Por qué la ordenanza del PSOE contra la prostitución crea más víctimas de las que “salva”

Apostar por medidas prohibicionistas supone ignorar las consecuencias que estas restricciones puedan tener para las mujeres.

Flyers prostitución
Flyers recogidos durante la campaña No Acepto. En total: 95,616 kilos. Foto cedida por Rosa Gallego del Peso.

Colectivo Hetaira


publicado
2018-06-03 06:00:00

En materia de prostitución, la oposición frente a las ordenanzas municipales es de las pocas cuestiones en las que un sector del abolicionismo y el movimiento proderechos parecen estar de acuerdo. Desde la primera de ellas, la barcelonesa de 2006, hasta la sevillana, muy similar a la que ahora propone el PSOE en Madrid, se ha demostrado que, además de no solucionar problemas de convivencia, empeoran gravemente las condiciones de trabajo y de vida de las personas que ejercen la prostitución.

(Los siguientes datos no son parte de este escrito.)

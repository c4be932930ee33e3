//! Recursive-descent parser for the nested-brace reply grammar.
//!
//! A payload is a sequence of records `{key value}`. The value is
//!
//! - a scalar when it sits on the key's brace level: `{state idle}`,
//! - a sequence when it is one braced group of plain words: `{buttons {1 2 3}}`,
//! - a nested mapping when it is one or more keyed records:
//!   `{line {{id 1} {calls 0}}}` or `{line {id 1} {calls 0}}`.
//!
//! Keys listed in [`crate::keys`] bypass these rules. Anything else is a
//! [`DecodeError::Parse`] carrying the offending fragment.

use tracing::trace;

use crate::error::{DecodeError, Result};
use crate::keys::{self, KeyShape, FAILOVER_FIELDS, FAILOVER_TIMESTAMP_KEY};
use crate::lexer::{tokenize, Token, TokenKind};
use crate::split::{fragment_at, split_records};
use crate::value::DecodedValue;

/// Nesting limit for the recursive descent. The top-level splitter has none.
pub const MAX_NESTING: usize = 256;

/// Parse a payload of records into an ordered mapping.
pub fn parse(payload: &str) -> Result<DecodedValue> {
    let mut mapping = MappingBuilder::default();
    for record in split_records(payload)? {
        if !record.braced {
            return Err(DecodeError::parse(
                "bare word outside a record",
                record.text,
            ));
        }
        let nodes = build_tree(record.text)?;
        let children = match nodes.as_slice() {
            [Node::Group { children, .. }] => children,
            _ => return Err(DecodeError::parse("expected one record", record.text)),
        };
        let (key, value) = record_entry(children, record.text, record.text)?;
        trace!(key = %key, "parsed record");
        mapping.insert(key, value, record.text)?;
    }
    Ok(mapping.finish())
}

/// Parse a payload whose every record value must be a scalar.
pub fn parse_flat(payload: &str) -> Result<DecodedValue> {
    let value = parse(payload)?;
    if let DecodedValue::Mapping(entries) = &value {
        if let Some((key, _)) = entries
            .iter()
            .find(|(_, v)| !matches!(v, DecodedValue::Scalar(_)))
        {
            return Err(DecodeError::parse(
                format!("value of '{key}' is not a scalar"),
                fragment_at(payload, 0),
            ));
        }
    }
    Ok(value)
}

/// Syntax tree node with its byte span in the record text.
#[derive(Debug, Clone, PartialEq, Eq)]
enum Node {
    Word {
        text: String,
        start: usize,
        end: usize,
    },
    Group {
        children: Vec<Node>,
        start: usize,
        end: usize,
    },
}

impl Node {
    fn start(&self) -> usize {
        match self {
            Node::Word { start, .. } | Node::Group { start, .. } => *start,
        }
    }

    fn end(&self) -> usize {
        match self {
            Node::Word { end, .. } | Node::Group { end, .. } => *end,
        }
    }

    fn word(&self) -> Option<&str> {
        match self {
            Node::Word { text, .. } => Some(text),
            Node::Group { .. } => None,
        }
    }

    /// A group whose first child is a word, i.e. a `{key ...}` record.
    fn is_keyed_group(&self) -> bool {
        matches!(
            self,
            Node::Group { children, .. } if matches!(children.first(), Some(Node::Word { .. }))
        )
    }
}

fn build_tree(text: &str) -> Result<Vec<Node>> {
    let tokens = tokenize(text);
    let mut parser = TreeParser {
        text,
        tokens: &tokens,
        pos: 0,
    };
    parser.sequence(None, 0)
}

struct TreeParser<'a> {
    text: &'a str,
    tokens: &'a [Token],
    pos: usize,
}

impl TreeParser<'_> {
    /// Parse nodes until the matching close brace (or end of input when
    /// `open` is `None`). Returns the children; the caller records the span.
    fn sequence(&mut self, open: Option<usize>, depth: usize) -> Result<Vec<Node>> {
        if depth > MAX_NESTING {
            return Err(DecodeError::parse(
                format!("nesting deeper than {MAX_NESTING}"),
                fragment_at(self.text, open.unwrap_or(0)),
            ));
        }

        let mut nodes = Vec::new();
        loop {
            let Some(token) = self.tokens.get(self.pos) else {
                return match open {
                    Some(offset) => Err(DecodeError::Unbalanced {
                        offset,
                        fragment: fragment_at(self.text, offset),
                    }),
                    None => Ok(nodes),
                };
            };
            self.pos += 1;

            match &token.kind {
                TokenKind::Word(text) => nodes.push(Node::Word {
                    text: text.clone(),
                    start: token.start,
                    end: token.end,
                }),
                TokenKind::Open => {
                    let children = self.sequence(Some(token.start), depth + 1)?;
                    let end = self.tokens[self.pos - 1].end;
                    nodes.push(Node::Group {
                        children,
                        start: token.start,
                        end,
                    });
                }
                TokenKind::Close => {
                    return match open {
                        Some(_) => Ok(nodes),
                        None => Err(DecodeError::Unbalanced {
                            offset: token.start,
                            fragment: fragment_at(self.text, token.start),
                        }),
                    };
                }
            }
        }
    }
}

/// Turn the children of one record group into `(key, value)`.
///
/// Node spans index into `source`, the whole top-level record; `record` is
/// the text of this record alone and is used for error fragments.
fn record_entry(
    children: &[Node],
    source: &str,
    record: &str,
) -> Result<(String, DecodedValue)> {
    let (key, values) = match children.split_first() {
        Some((Node::Word { text, .. }, rest)) => (text.clone(), rest),
        _ => return Err(DecodeError::parse("record has no key", record)),
    };

    let value = match keys::shape_for(&key) {
        Some(KeyShape::BraceList) => brace_list(values, source, record)?,
        Some(KeyShape::FailoverTimestamp) => failover_entry(values, record)?,
        Some(KeyShape::JsonDocument) => embedded_json(values, source)?,
        None => generic_value(values, source)?,
    };
    Ok((key, value))
}

fn generic_value(values: &[Node], source: &str) -> Result<DecodedValue> {
    if values.is_empty() {
        return Ok(DecodedValue::unit());
    }
    if let Some(words) = all_words(values) {
        return Ok(DecodedValue::Scalar(words.join(" ")));
    }

    if let [Node::Group { children, .. }] = values {
        if children.is_empty() {
            return Ok(DecodedValue::Sequence(Vec::new()));
        }
        if let Some(words) = all_words(children) {
            return Ok(DecodedValue::Sequence(
                words.into_iter().map(DecodedValue::scalar).collect(),
            ));
        }
        if children.iter().all(Node::is_keyed_group) {
            return nested_mapping(children, source);
        }
    } else if values.iter().all(Node::is_keyed_group) {
        return nested_mapping(values, source);
    }

    Err(DecodeError::parse(
        "mixed words and nested records",
        span_text(source, values),
    ))
}

fn nested_mapping(groups: &[Node], source: &str) -> Result<DecodedValue> {
    let mut mapping = MappingBuilder::default();
    for group in groups {
        if let Node::Group { children, .. } = group {
            let record = span_text(source, std::slice::from_ref(group));
            let (key, value) = record_entry(children, source, record)?;
            mapping.insert(key, value, record)?;
        }
    }
    Ok(mapping.finish())
}

fn brace_list(values: &[Node], source: &str, record: &str) -> Result<DecodedValue> {
    let items = match values {
        [] => return Ok(DecodedValue::Sequence(Vec::new())),
        [Node::Group { children, .. }] => children,
        _ => return Err(DecodeError::parse("expected one braced list", record)),
    };

    if let Some(words) = all_words(items) {
        return Ok(DecodedValue::Sequence(
            words.into_iter().map(DecodedValue::scalar).collect(),
        ));
    }

    items
        .iter()
        .map(|item| match item {
            Node::Group { children, .. } => all_words(children)
                .map(|words| DecodedValue::Scalar(words.join(" ")))
                .ok_or_else(|| {
                    DecodeError::parse(
                        "list element is nested",
                        span_text(source, std::slice::from_ref(item)),
                    )
                }),
            Node::Word { text, .. } => Err(DecodeError::parse(
                "list element is not braced",
                text.clone(),
            )),
        })
        .collect::<Result<Vec<_>>>()
        .map(DecodedValue::Sequence)
}

fn failover_entry(values: &[Node], record: &str) -> Result<DecodedValue> {
    let words = match values {
        [Node::Group { children, .. }] => all_words(children),
        _ => all_words(values),
    }
    .ok_or_else(|| DecodeError::parse("failover entry is nested", record))?;

    if words.len() != FAILOVER_FIELDS.len() {
        return Err(DecodeError::Arity {
            expected: FAILOVER_FIELDS.len(),
            found: words.len(),
            record: record.to_string(),
        });
    }

    Ok(DecodedValue::Mapping(
        FAILOVER_FIELDS
            .iter()
            .zip(words)
            .map(|(field, word)| (field.to_string(), DecodedValue::scalar(word)))
            .collect(),
    ))
}

fn embedded_json(values: &[Node], source: &str) -> Result<DecodedValue> {
    if values.is_empty() {
        return Ok(DecodedValue::unit());
    }
    let raw = span_text(source, values);
    let json: serde_json::Value = serde_json::from_str(raw).map_err(|err| {
        DecodeError::parse(format!("invalid embedded JSON: {err}"), raw)
    })?;
    Ok(DecodedValue::from(json))
}

fn all_words(nodes: &[Node]) -> Option<Vec<&str>> {
    nodes.iter().map(Node::word).collect()
}

/// Source text covered by a run of sibling nodes.
fn span_text<'s>(source: &'s str, nodes: &[Node]) -> &'s str {
    match (nodes.first(), nodes.last()) {
        (Some(first), Some(last)) => source.get(first.start()..last.end()).unwrap_or(source),
        _ => source,
    }
}

/// Ordered mapping with unique keys; failover entries accumulate.
#[derive(Default)]
struct MappingBuilder {
    entries: Vec<(String, DecodedValue)>,
}

impl MappingBuilder {
    fn insert(&mut self, key: String, value: DecodedValue, fragment: &str) -> Result<()> {
        match self.entries.iter_mut().find(|(k, _)| *k == key) {
            Some((_, DecodedValue::Sequence(items))) if key == FAILOVER_TIMESTAMP_KEY => {
                items.push(value);
                Ok(())
            }
            Some(_) => Err(DecodeError::DuplicateKey {
                key,
                fragment: fragment_at(fragment, 0),
            }),
            None if key == FAILOVER_TIMESTAMP_KEY => {
                self.entries.push((key, DecodedValue::Sequence(vec![value])));
                Ok(())
            }
            None => {
                self.entries.push((key, value));
                Ok(())
            }
        }
    }

    fn finish(self) -> DecodedValue {
        DecodedValue::Mapping(self.entries)
    }
}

El primer eje de la ordenanza registrada por el PSOE en Madrid se centra en la multa a la clientela, lo cual supone un gasto innecesario de recursos ya que la sanción a los clientes lleva aplicándose desde julio de 2015 con la entrada en vigor de la Ley de Seguridad Ciudadana. La Ley Mordaza, además, multa también a las mujeres principalmente a través del artículo 36.6 que sanciona la desobediencia a la autoridad. Duplicar la sanción cuando esta ya existe y ha traído graves consecuencias documentadas desde las ONGs, colectivos de trabajadoras sexuales y academia, se revela como un gesto ideológico cuya preocupación central no son las prostitutas.

Aunque Causapié insista en que este tipo de medidas no penalizan a las prostitutas, la experiencia demuestra que, al contrario, ellas son las principales perjudicadas. La sanción a la clientela arroja de la precariedad a la pobreza a la prostitución callejera, la modalidad de ejercicio ya de por sí más precaria, al tiempo que agudiza su clandestinidad, dependencia, vulnerabilidad y los peligros potenciales de un trabajo estigmatizado, sin ofrecer alternativas realistas. En primer lugar, aumenta la vulnerabilidad del colectivo, ya que para evitar que multen a su fuente de ingresos las trabajadoras sexuales se ven obligadas a desplazarse a lugares más alejados, peor iluminados, negociando las condiciones del servicio de manera rápida y clandestina, con mayor presión económica y escasez de trabajo; es decir, con menor derecho a rechazar clientes. Todo ello se traduce en una pérdida de control en la negociación del preservativo, la tarifa y las prácticas.

En segundo lugar, favorece las agresiones. Preocupadas por la presencia policial pueden pasar por alto otras señales, buscarse protectores que las avisen de las redadas o las defiendan en el reparto del espacio. Si la agresión, robo o extorsión ocurren, no denuncian porque no confían en la misma policía que las hostiga, les dificulta el trabajo y las persigue, conscientes de que tal vez la justicia no se preocupe de sus necesidades e intereses, como hemos visto al hilo de la manada de Murcia.

La apuesta por las vías punitivas dificulta el trabajo de detección de las víctimas de trata, que difícilmente considerarán los cuerpos de seguridad como aliados

En tercer lugar, crea el caldo de cultivo idóneo para los abusos de poder policiales y su impunidad. La experiencia de estos años con la Ley mordaza muestra que las sanciones en el espacio público otorgan un amplio margen de discrecionalidad y arbitrariedad policial, lo que a menudo conduce a abusos como los que denunciamos en el Polígono de Villaverde.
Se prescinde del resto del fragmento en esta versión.